■ Your assignment ■
All lines from the one with "result.width() as u64" to the end of the data: return those exactly, and only those.
[[ Records to use, beginning ]]
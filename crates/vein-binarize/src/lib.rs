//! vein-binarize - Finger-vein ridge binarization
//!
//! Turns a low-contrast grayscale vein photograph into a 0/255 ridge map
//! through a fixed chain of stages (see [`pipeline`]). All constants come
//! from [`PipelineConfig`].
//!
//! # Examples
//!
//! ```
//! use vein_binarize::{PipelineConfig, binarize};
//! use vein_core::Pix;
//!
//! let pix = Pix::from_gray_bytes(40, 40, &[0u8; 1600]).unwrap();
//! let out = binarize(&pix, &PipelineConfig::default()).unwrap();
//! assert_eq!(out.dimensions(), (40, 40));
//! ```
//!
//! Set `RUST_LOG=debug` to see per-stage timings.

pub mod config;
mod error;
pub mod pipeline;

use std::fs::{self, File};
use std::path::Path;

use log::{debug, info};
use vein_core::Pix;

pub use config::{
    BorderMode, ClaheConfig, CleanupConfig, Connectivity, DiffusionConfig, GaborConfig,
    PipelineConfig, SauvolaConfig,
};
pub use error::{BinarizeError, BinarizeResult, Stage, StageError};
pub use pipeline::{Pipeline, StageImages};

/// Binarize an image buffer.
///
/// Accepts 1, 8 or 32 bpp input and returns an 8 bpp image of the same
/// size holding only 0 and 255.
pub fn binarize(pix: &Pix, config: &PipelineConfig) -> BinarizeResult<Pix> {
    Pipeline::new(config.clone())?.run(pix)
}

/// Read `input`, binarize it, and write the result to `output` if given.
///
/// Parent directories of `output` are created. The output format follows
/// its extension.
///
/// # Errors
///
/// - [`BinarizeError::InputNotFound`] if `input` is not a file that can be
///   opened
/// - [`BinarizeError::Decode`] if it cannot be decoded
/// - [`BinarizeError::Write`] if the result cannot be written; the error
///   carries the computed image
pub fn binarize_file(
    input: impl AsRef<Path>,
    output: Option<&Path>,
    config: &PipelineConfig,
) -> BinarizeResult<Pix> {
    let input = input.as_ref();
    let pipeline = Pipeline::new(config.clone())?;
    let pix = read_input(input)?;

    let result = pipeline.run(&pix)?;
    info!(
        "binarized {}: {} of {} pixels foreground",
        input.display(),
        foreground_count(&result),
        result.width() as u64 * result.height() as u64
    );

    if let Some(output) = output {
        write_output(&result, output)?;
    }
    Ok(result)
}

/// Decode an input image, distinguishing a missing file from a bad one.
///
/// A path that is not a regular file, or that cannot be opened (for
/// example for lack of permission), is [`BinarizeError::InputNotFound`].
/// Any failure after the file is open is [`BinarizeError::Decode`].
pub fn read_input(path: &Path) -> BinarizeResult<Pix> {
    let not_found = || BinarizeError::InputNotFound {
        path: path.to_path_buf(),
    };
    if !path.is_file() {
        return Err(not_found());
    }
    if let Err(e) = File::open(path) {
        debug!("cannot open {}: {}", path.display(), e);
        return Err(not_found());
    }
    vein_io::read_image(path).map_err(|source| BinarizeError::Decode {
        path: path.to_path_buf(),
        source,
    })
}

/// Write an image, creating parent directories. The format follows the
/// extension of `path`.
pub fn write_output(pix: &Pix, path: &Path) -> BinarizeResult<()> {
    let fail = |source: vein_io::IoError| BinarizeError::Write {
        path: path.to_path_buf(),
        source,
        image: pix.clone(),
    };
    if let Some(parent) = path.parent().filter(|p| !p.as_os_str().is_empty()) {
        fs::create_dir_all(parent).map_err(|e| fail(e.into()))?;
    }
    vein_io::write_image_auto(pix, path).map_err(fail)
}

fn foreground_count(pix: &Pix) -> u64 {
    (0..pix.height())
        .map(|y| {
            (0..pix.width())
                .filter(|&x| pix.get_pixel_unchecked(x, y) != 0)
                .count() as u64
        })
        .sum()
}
[[ Records to use, end ]]
■ Completed task ■
        result.width() as u64 * result.height() as u64
    );

    if let Some(output) = output {
        write_output(&result, output)?;
    }
    Ok(result)
}

/// Decode an input image, distinguishing a missing file from a bad one.
///
/// A path that is not a regular file, or that cannot be opened (for
/// example for lack of permission), is [`BinarizeError::InputNotFound`].
/// Any failure after the file is open is [`BinarizeError::Decode`].
pub fn read_input(path: &Path) -> BinarizeResult<Pix> {
    let not_found = || BinarizeError::InputNotFound {
        path: path.to_path_buf(),
    };
    if !path.is_file() {
        return Err(not_found());
    }
    if let Err(e) = File::open(path) {
        debug!("cannot open {}: {}", path.display(), e);
        return Err(not_found());
    }
    vein_io::read_image(path).map_err(|source| BinarizeError::Decode {
        path: path.to_path_buf(),
        source,
    })
}

/// Write an image, creating parent directories. The format follows the
/// extension of `path`.
pub fn write_output(pix: &Pix, path: &Path) -> BinarizeResult<()> {
    let fail = |source: vein_io::IoError| BinarizeError::Write {
        path: path.to_path_buf(),
        source,
        image: pix.clone(),
    };
    if let Some(parent) = path.parent().filter(|p| !p.as_os_str().is_empty()) {
        fs::create_dir_all(parent).map_err(|e| fail(e.into()))?;
    }
    vein_io::write_image_auto(pix, path).map_err(fail)
}

fn foreground_count(pix: &Pix) -> u64 {
    (0..pix.height())
        .map(|y| {
            (0..pix.width())
                .filter(|&x| pix.get_pixel_unchecked(x, y) != 0)
                .count() as u64
        })
        .sum()
}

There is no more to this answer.